Economic Downturn: Many Osteoporotic Women Retire Late

Ruzanna Harutyunyan's picture

The Know My Bones Council today announced results from a national Harris Interactive survey, which found that one-out-of-five women with postmenopausal osteoporosis (PMO) are retiring later than anticipated and nearly half (48 percent) blame the current economy. Despite the need to work longer, half of the women with PMO are fearful that the disease will limit their ability to work. However, the research shows (n=889 with PMO; n=912 without PMO) that many women are not optimally managing their osteoporosis, putting them at greater risk for fracture, which may lead to chronic pain, disability and even death.

Formed in 2009, the Know My Bones Council is unified with the goal of encouraging women living with PMO to prioritize their bone health and to seek information that will empower them to fight the disease. The Council, led by the National Osteoporosis Foundation and the Society for Women's Health Research, also includes the American Association of University Women, the American Business Women's Association, the National Women's Health Resource Center, and the National Association of Nurse Practitioners in Women's Health with sponsorship and participation from Amgen.

"As women retire later, bone health is not a luxury, it is a necessity. Women need to make a substantial investment in their bone health to remain active and independent," said Felicia Cosman, MD., Clinical Director of the National Osteoporosis Foundation and Medical Director of the Clinical Research Center at the Helen Hayes Hospital. "Although some women are making signifi cant strides toward better bone health, many are not and need to do more."

Survey results show many women with postmenopausal osteoporosis are not optimally managing their disease:

* Less than half (46 percent) of women with PMO knew their bone density score

o Women with PMO were no more likely to know their bone density score than those without the disease (46 percent versus 44 percent)
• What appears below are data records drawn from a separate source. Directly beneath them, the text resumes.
use axum::extract::{Query, State};
use axum::response::Response;
use serde::Deserialize;
use serde_json::json;
use std::time::Duration;

use super::{clamp, ok_json, AppState};
use crate::buffer::{LogFilter, LogLevel, LogSource, MatchCase};

const DEFAULT_LIMIT: u64 = 500;
const MAX_LIMIT: u64 = 5000;
const DEFAULT_TIMEOUT_MS: u64 = 25_000;
const MIN_TIMEOUT_MS: u64 = 1_000;
const MAX_TIMEOUT_MS: u64 = 120_000;

#[derive(Debug, Deserialize)]
pub struct LogsQuery {
    #[serde(alias = "after")]
    cursor: Option<u64>,
    limit: Option<u64>,
    #[serde(rename = "timeoutMs")]
    timeout_ms: Option<u64>,
    levels: Option<String>,
    #[serde(rename = "match")]
    match_: Option<String>,
    #[serde(rename = "matchCase")]
    match_case: Option<String>,
    source: Option<String>,
    #[serde(rename = "sinceTs")]
    since_ts: Option<u64>,
}

fn parse_level(s: &str) -> Option<LogLevel> {
    match s {
        "log" => Some(LogLevel::Log),
        "info" => Some(LogLevel::Info),
        "warning" => Some(LogLevel::Warning),
        "error" => Some(LogLevel::Error),
        "debug" => Some(LogLevel::Debug),
        "exception" => Some(LogLevel::Exception),
        _ => None,
    }
}

fn parse_source(s: &str) -> Option<LogSource> {
    match s {
        "console" => Some(LogSource::Console),
        "exception" => Some(LogSource::Exception),
        "system" => Some(LogSource::System),
        _ => None,
    }
}

fn parse_match_case(s: &str) -> MatchCase {
    match s {
        "sensitive" => MatchCase::Sensitive,
        _ => MatchCase::Insensitive,
    }
}

fn build_filter(q: &LogsQuery) -> LogFilter {
    LogFilter {
        levels: q
            .levels
            .as_ref()
            .map(|s| s.split(',').filter_map(parse_level).collect()),
        match_substrings: q
            .match_
            .as_ref()
            .map(|s| s.split(',').map(String::from).collect()),
        match_case: q.match_case.as_deref().map(parse_match_case).unwrap_or_default(),
        source: q.source.as_deref().and_then(parse_source),
        since_ts: q.since_ts,
    }
}

pub async fn get_logs(State(state): State<AppState>, Query(q): Query<LogsQuery>) -> Response {
    let limit = clamp(q.limit, DEFAULT_LIMIT, 1, MAX_LIMIT) as usize;
    let cursor = q.cursor.unwrap_or(0);
    let filter = build_filter(&q);

    let entries = state.logs.snapshot_after(cursor, &|e| filter.matches(e), limit);
    let next_after = entries.last().map(|e| e.id).unwrap_or(cursor);
    ok_json(json!({ "ok": true, "entries": entries, "nextAfter": next_after }))
}

pub async fn tail_logs(State(state): State<AppState>, Query(q): Query<LogsQuery>) -> Response {
    let limit = clamp(q.limit, DEFAULT_LIMIT, 1, MAX_LIMIT) as usize;
    let timeout_ms = clamp(q.timeout_ms, DEFAULT_TIMEOUT_MS, MIN_TIMEOUT_MS, MAX_TIMEOUT_MS);
    let cursor = q.cursor.unwrap_or(0);
    let filter = build_filter(&q);

    let (entries, timed_out) = state
        .logs
        .wait_for_after(cursor, |e| filter.matches(e), limit, Duration::from_millis(timeout_ms))
        .await;
    let next_after = entries.last().map(|e| e.id).unwrap_or(cursor);
    ok_json(json!({ "ok": true, "entries": entries, "nextAfter": next_after, "timedOut": timed_out }))
}
pub mod api;
pub mod clock;
pub mod confirm;
pub mod engine;
pub mod errors;
pub mod models;
pub mod render;
pub mod sync;

pub use api::ApiClient;
pub use clock::{ActionClock, GRACE_PERIOD};
pub use confirm::{ARM_TIMEOUT, ConfirmGroup, InteractionState, PressOutcome};
pub use engine::{Engine, PressResult};
pub use errors::SyncError;
pub use models::Snapshot;
pub use render::{GaugeBoard, HabitGrid, RenderPath};
pub use sync::{POLL_INTERVAL, PollDriver, PollUpdate, SnapshotSource, SyncDecision, ViewState};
* More than a quarter (27 percent) of the survey respondents reported that they often do not take their osteoporosis medication

* Only a little more than one-third (35 percent) of women reported initiating discussion of the disease with their doctor

The research also revealed that the lives of women who have experienced an osteoporosis-related fracture were signifi cantly impacted. More women with PMO who have experienced a fracture reported avoiding activities to prevent future fractures than those who have not experienced a fracture (71 percent versus 44 percent). More specifi cally, those who have experienced a fracture are more likely to avoid carrying heavy objects (44 percent versus 29 percent), avoid activities and hobbies (32 percent versus 13 percent) and avoid climbing stairs (23 percent versus six percent).

"Those who have experienced a fracture know all too well the real impact of this serious disease," said Dr. Cosman. "But it should not take a break for women to make bone health a priority. Education is the first step to help prevent broken bones."

After being exposed to educational information as part of the survey, an overwhelming majority of PMO respondents (72 percent) said they would make bone health more of a priority in their life and would even take action to more optimally manage their disease.

"Since four-out-of-five people with osteoporosis are women, it is important for women to prioritize their bone health," said Archelle Georgiou, MD., a member of the Society for Women's Health Research Board of Directors. "We are pleased to see that after learning about the risks of osteoporosis as part of the survey, many women reported that they would take action to make bone health more of a priority by speaking with their doctor, re-evaluating their bone density scores, and educating themselves and others."


In recognition of Osteoporosis Awareness and Prevention Month in May, the Council encourages women to seek information and to take charge of their osteoporosis by visiting, a Web site that will grow overtime and provide alerts and information about bone health and optimally managing osteoporosis.

About Osteoporosis

According to the National Osteoporosis Foundation, osteoporosis, often referred to as a "silent disease," is increasing in significance as the population of our nation both increases and ages. The World Health Organization, the National Osteoporosis Foundation and the U.S. Surgeon General have officially declared osteoporosis a public health crisis. In fact, osteoporosis and associated fractures are a significant cause of mortality and morbidity.

* In the U.S. today, nearly eight million women suffer from osteoporosis

* Almost 34 million Americans are estimated to have low bone mass, placing them at increased risk for osteoporosis

* Half of women over 50 in the US will experience an osteoporosis-related fracture in their lifetime

* Broken bones due to osteoporosis are more common in women than breast cancer, heart attacks and strokes combined

* The impact of breaking a bone is significant and often leads to a downward spiral for the patient

o A woman who has broken a bone as a result of osteoporosis has more than an 8 out of 10 greater chance of breaking another bone

o One in four women who have broken a bone will fracture again within a year

o Half of the women who break a hip will permanently need assistance to walk

o Nearly one in four women who have broken a hip will die within one year

* By 2025, the annual direct costs of treating osteoporosis fractures in the US are estimated at $25 billion

With menopause, bone loss occurs faster than new bone can form as a result of lower levels of estrogen, leading to osteoporosis. In fact, women can lose up to 20 percent of their bone density in the five to seven years after menopause begins. This decreased bone mineral density weakens the bone and puts women at higher risk for fractures or broken bones.